**Exercise directions**
Set down exactly the lines below, from the one containing "let capacity = draws.next_power_of_two().max(16);" through the final line, and include no others.

**Input data**
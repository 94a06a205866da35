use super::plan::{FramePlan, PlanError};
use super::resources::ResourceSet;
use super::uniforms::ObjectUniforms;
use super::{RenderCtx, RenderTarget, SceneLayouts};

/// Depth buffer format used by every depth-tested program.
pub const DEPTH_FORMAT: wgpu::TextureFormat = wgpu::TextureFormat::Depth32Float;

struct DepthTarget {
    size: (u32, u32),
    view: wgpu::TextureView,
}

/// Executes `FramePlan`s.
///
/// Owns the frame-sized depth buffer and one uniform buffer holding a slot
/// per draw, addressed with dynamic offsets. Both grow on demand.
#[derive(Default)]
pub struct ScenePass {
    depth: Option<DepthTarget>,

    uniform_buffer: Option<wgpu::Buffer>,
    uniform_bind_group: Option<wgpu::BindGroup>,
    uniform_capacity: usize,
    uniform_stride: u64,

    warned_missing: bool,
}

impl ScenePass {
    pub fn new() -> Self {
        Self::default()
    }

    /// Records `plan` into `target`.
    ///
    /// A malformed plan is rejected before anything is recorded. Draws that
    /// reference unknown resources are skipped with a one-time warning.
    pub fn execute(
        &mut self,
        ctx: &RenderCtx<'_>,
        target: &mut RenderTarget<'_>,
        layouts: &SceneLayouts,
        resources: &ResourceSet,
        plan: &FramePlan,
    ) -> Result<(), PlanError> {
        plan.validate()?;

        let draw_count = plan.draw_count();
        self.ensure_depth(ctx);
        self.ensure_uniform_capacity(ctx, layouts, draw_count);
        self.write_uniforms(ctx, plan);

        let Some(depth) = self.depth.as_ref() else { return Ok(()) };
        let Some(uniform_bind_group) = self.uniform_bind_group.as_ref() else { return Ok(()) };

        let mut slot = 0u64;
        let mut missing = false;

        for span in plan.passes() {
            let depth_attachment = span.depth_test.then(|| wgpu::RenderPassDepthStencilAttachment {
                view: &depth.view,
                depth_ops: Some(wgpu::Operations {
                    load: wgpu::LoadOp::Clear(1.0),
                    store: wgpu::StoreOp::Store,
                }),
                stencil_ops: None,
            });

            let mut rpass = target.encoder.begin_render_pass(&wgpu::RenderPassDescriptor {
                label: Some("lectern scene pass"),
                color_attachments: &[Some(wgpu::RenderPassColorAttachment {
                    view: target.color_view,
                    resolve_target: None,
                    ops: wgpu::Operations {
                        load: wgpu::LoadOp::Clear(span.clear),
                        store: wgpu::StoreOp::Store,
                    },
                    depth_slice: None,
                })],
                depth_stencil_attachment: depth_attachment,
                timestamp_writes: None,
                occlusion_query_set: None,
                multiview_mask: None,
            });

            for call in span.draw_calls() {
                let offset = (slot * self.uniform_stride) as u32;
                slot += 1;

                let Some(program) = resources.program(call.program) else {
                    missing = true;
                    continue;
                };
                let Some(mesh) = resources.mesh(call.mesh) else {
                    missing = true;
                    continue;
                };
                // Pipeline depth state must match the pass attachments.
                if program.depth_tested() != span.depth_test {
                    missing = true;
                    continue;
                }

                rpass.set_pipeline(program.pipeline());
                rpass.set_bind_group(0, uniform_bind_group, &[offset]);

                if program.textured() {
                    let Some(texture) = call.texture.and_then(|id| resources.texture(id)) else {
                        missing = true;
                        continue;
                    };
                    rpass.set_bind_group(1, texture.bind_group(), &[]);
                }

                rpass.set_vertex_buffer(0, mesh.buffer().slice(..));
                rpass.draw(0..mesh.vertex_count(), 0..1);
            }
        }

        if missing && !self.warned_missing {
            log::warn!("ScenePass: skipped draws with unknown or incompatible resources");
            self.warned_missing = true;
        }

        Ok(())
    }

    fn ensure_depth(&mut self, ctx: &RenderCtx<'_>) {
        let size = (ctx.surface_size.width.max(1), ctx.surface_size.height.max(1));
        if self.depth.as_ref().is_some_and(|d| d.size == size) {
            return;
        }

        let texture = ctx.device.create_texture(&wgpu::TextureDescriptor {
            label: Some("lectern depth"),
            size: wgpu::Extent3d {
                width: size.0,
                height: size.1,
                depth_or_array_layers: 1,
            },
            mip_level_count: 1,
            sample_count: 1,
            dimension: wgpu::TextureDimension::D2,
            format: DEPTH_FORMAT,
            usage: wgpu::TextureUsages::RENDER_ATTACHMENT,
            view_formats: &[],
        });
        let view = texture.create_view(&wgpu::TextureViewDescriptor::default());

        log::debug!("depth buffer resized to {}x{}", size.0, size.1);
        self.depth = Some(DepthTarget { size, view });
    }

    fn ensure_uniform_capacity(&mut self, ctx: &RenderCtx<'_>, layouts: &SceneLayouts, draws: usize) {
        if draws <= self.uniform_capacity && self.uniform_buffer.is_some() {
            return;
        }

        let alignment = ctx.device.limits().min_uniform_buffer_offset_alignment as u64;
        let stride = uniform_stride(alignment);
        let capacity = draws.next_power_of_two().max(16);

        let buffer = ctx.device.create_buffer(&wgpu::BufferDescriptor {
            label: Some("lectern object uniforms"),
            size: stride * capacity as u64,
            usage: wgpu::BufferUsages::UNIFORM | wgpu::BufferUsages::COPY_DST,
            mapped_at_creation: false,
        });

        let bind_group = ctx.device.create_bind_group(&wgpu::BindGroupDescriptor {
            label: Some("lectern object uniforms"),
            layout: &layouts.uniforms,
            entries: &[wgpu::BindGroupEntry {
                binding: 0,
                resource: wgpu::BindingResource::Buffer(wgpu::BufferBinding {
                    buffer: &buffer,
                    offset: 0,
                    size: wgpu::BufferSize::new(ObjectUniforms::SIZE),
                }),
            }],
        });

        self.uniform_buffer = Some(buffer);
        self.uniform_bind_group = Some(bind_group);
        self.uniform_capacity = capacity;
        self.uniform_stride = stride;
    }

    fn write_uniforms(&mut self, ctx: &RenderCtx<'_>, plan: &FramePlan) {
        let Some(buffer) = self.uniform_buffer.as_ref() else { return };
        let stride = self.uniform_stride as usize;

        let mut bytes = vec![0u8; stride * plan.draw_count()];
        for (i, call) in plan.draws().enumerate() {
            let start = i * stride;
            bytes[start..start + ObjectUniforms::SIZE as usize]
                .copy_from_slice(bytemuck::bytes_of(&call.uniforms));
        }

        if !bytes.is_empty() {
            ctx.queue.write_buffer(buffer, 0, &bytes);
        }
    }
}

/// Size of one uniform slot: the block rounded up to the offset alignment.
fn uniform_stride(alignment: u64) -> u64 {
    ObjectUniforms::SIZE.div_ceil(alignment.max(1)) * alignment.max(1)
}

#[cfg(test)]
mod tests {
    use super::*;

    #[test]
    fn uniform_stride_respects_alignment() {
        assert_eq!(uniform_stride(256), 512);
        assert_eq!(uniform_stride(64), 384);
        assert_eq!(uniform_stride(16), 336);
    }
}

**Task result**
        let capacity = draws.next_power_of_two().max(16);

        let buffer = ctx.device.create_buffer(&wgpu::BufferDescriptor {
            label: Some("lectern object uniforms"),
            size: stride * capacity as u64,
            usage: wgpu::BufferUsages::UNIFORM | wgpu::BufferUsages::COPY_DST,
            mapped_at_creation: false,
        });

        let bind_group = ctx.device.create_bind_group(&wgpu::BindGroupDescriptor {
            label: Some("lectern object uniforms"),
            layout: &layouts.uniforms,
            entries: &[wgpu::BindGroupEntry {
                binding: 0,
                resource: wgpu::BindingResource::Buffer(wgpu::BufferBinding {
                    buffer: &buffer,
                    offset: 0,
                    size: wgpu::BufferSize::new(ObjectUniforms::SIZE),
                }),
            }],
        });

        self.uniform_buffer = Some(buffer);
        self.uniform_bind_group = Some(bind_group);
        self.uniform_capacity = capacity;
        self.uniform_stride = stride;
    }

    fn write_uniforms(&mut self, ctx: &RenderCtx<'_>, plan: &FramePlan) {
        let Some(buffer) = self.uniform_buffer.as_ref() else { return };
        let stride = self.uniform_stride as usize;

        let mut bytes = vec![0u8; stride * plan.draw_count()];
        for (i, call) in plan.draws().enumerate() {
            let start = i * stride;
            bytes[start..start + ObjectUniforms::SIZE as usize]
                .copy_from_slice(bytemuck::bytes_of(&call.uniforms));
        }

        if !bytes.is_empty() {
            ctx.queue.write_buffer(buffer, 0, &bytes);
        }
    }
}

/// Size of one uniform slot: the block rounded up to the offset alignment.
fn uniform_stride(alignment: u64) -> u64 {
    ObjectUniforms::SIZE.div_ceil(alignment.max(1)) * alignment.max(1)
}

#[cfg(test)]
mod tests {
    use super::*;

    #[test]
    fn uniform_stride_respects_alignment() {
        assert_eq!(uniform_stride(256), 512);
        assert_eq!(uniform_stride(64), 384);
        assert_eq!(uniform_stride(16), 336);
    }
}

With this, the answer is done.